[Collected data entries]
● ● ● ●

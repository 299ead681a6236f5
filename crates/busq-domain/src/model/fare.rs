//! Fare table and fare quote types

use busq_types::{BusType, Direction, PassengerCategory};
use serde::{Deserialize, Serialize};

/// A drop-off point and its regular per-seat fare by bus type.
/// A missing fare means the table has no price for that combination.
#[derive(Debug, Clone, PartialEq, Serialize, Deserialize)]
pub struct FareStop {
    pub name: String,
    #[serde(default)]
    pub traditional: Option<f64>,
    #[serde(default)]
    pub airconditioned: Option<f64>,
}

impl FareStop {
    pub fn new(name: &str, traditional: f64, airconditioned: f64) -> Self {
        Self {
            name: name.to_string(),
            traditional: Some(traditional),
            airconditioned: Some(airconditioned),
        }
    }

    /// A stop without fare entries (priced at the leg's base fare)
    pub fn unpriced(name: &str) -> Self {
        Self {
            name: name.to_string(),
            traditional: None,
            airconditioned: None,
        }
    }

    pub fn fare_for(&self, bus_type: BusType) -> Option<f64> {
        match bus_type {
            BusType::Traditional => self.traditional,
            BusType::Airconditioned => self.airconditioned,
        }
    }

    fn matches(&self, name: &str) -> bool {
        self.name.trim().eq_ignore_ascii_case(name.trim())
    }
}

/// Ordered drop-off stops for one direction of travel
#[derive(Debug, Clone, PartialEq, Serialize, Deserialize)]
pub struct FareRoute {
    pub direction: Direction,
    pub stops: Vec<FareStop>,
}

/// Distance-based fares keyed by direction, drop-off stop and bus type
#[derive(Debug, Clone, Default, PartialEq, Serialize, Deserialize)]
pub struct FareTable {
    #[serde(default)]
    pub routes: Vec<FareRoute>,
}

impl FareTable {
    pub fn new() -> Self {
        Self::default()
    }

    pub fn with_route(mut self, direction: Direction, stops: Vec<FareStop>) -> Self {
        self.routes.retain(|route| route.direction != direction);
        self.routes.push(FareRoute { direction, stops });
        self
    }

    /// Drop-off stops in travel order, empty when the direction has no route
    pub fn stops(&self, direction: Direction) -> &[FareStop] {
        self.routes
            .iter()
            .find(|route| route.direction == direction)
            .map(|route| route.stops.as_slice())
            .unwrap_or(&[])
    }

    pub fn find_stop(&self, direction: Direction, name: &str) -> Option<&FareStop> {
        self.stops(direction).iter().find(|stop| stop.matches(name))
    }

    pub fn lookup(&self, direction: Direction, stop: &str, bus_type: BusType) -> Option<f64> {
        self.find_stop(direction, stop)
            .and_then(|stop| stop.fare_for(bus_type))
    }
}

/// Where the regular fare of a quote came from
#[derive(Debug, Clone, Copy, PartialEq, Eq, Serialize, Deserialize)]
#[serde(rename_all = "snake_case")]
pub enum FareSource {
    /// Fare table entry for the drop-off stop
    Table,
    /// Drop-off is the final destination, leg base price
    BaseRoute,
    /// No table entry for an intermediate stop, leg base price used anyway
    Fallback,
}

/// Fare breakdown for one booking
#[derive(Debug, Clone, PartialEq, Serialize, Deserialize)]
pub struct FareQuote {
    pub drop_off: String,
    pub category: PassengerCategory,
    pub seat_count: u32,
    pub source: FareSource,
    pub regular_fare_per_seat: f64,
    pub fare_per_seat: f64,
    pub regular_fare_total: f64,
    pub discount_total: f64,
    pub amount_due: f64,
}

impl FareQuote {
    pub fn discount_applied(&self) -> bool {
        self.category.is_discounted()
    }

    pub fn discount_per_seat(&self) -> f64 {
        self.regular_fare_per_seat - self.fare_per_seat
    }
}

#[cfg(test)]
mod tests {
    use super::*;

    fn table() -> FareTable {
        FareTable::new().with_route(
            Direction::MantalongonToCebu,
            vec![
                FareStop::new("Argao", 60.0, 75.0),
                FareStop {
                    name: "Sibonga".to_string(),
                    traditional: Some(85.0),
                    airconditioned: None,
                },
                FareStop::unpriced("Cebu City"),
            ],
        )
    }

    #[test]
    fn test_lookup_by_bus_type() {
        let table = table();
        assert_eq!(
            table.lookup(Direction::MantalongonToCebu, "Argao", BusType::Traditional),
            Some(60.0)
        );
        assert_eq!(
            table.lookup(Direction::MantalongonToCebu, "argao ", BusType::Airconditioned),
            Some(75.0)
        );
    }

    #[test]
    fn test_lookup_misses() {
        let table = table();
        assert_eq!(
            table.lookup(Direction::MantalongonToCebu, "Sibonga", BusType::Airconditioned),
            None
        );
        assert_eq!(
            table.lookup(Direction::MantalongonToCebu, "Cebu City", BusType::Traditional),
            None
        );
        assert_eq!(
            table.lookup(Direction::CebuToMantalongon, "Argao", BusType::Traditional),
            None
        );
        assert!(table.stops(Direction::CebuToMantalongon).is_empty());
    }

    #[test]
    fn test_with_route_replaces_direction() {
        let table = table().with_route(
            Direction::MantalongonToCebu,
            vec![FareStop::unpriced("Cebu City")],
        );
        assert_eq!(table.routes.len(), 1);
        assert_eq!(table.stops(Direction::MantalongonToCebu).len(), 1);
    }
}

● ● ● ●

TASK GOAL – Reproduce each line from the records that contains the word "matches".

EXERCISE OUTPUT –
    fn matches(&self, name: &str) -> bool {
        self.stops(direction).iter().find(|stop| stop.matches(name))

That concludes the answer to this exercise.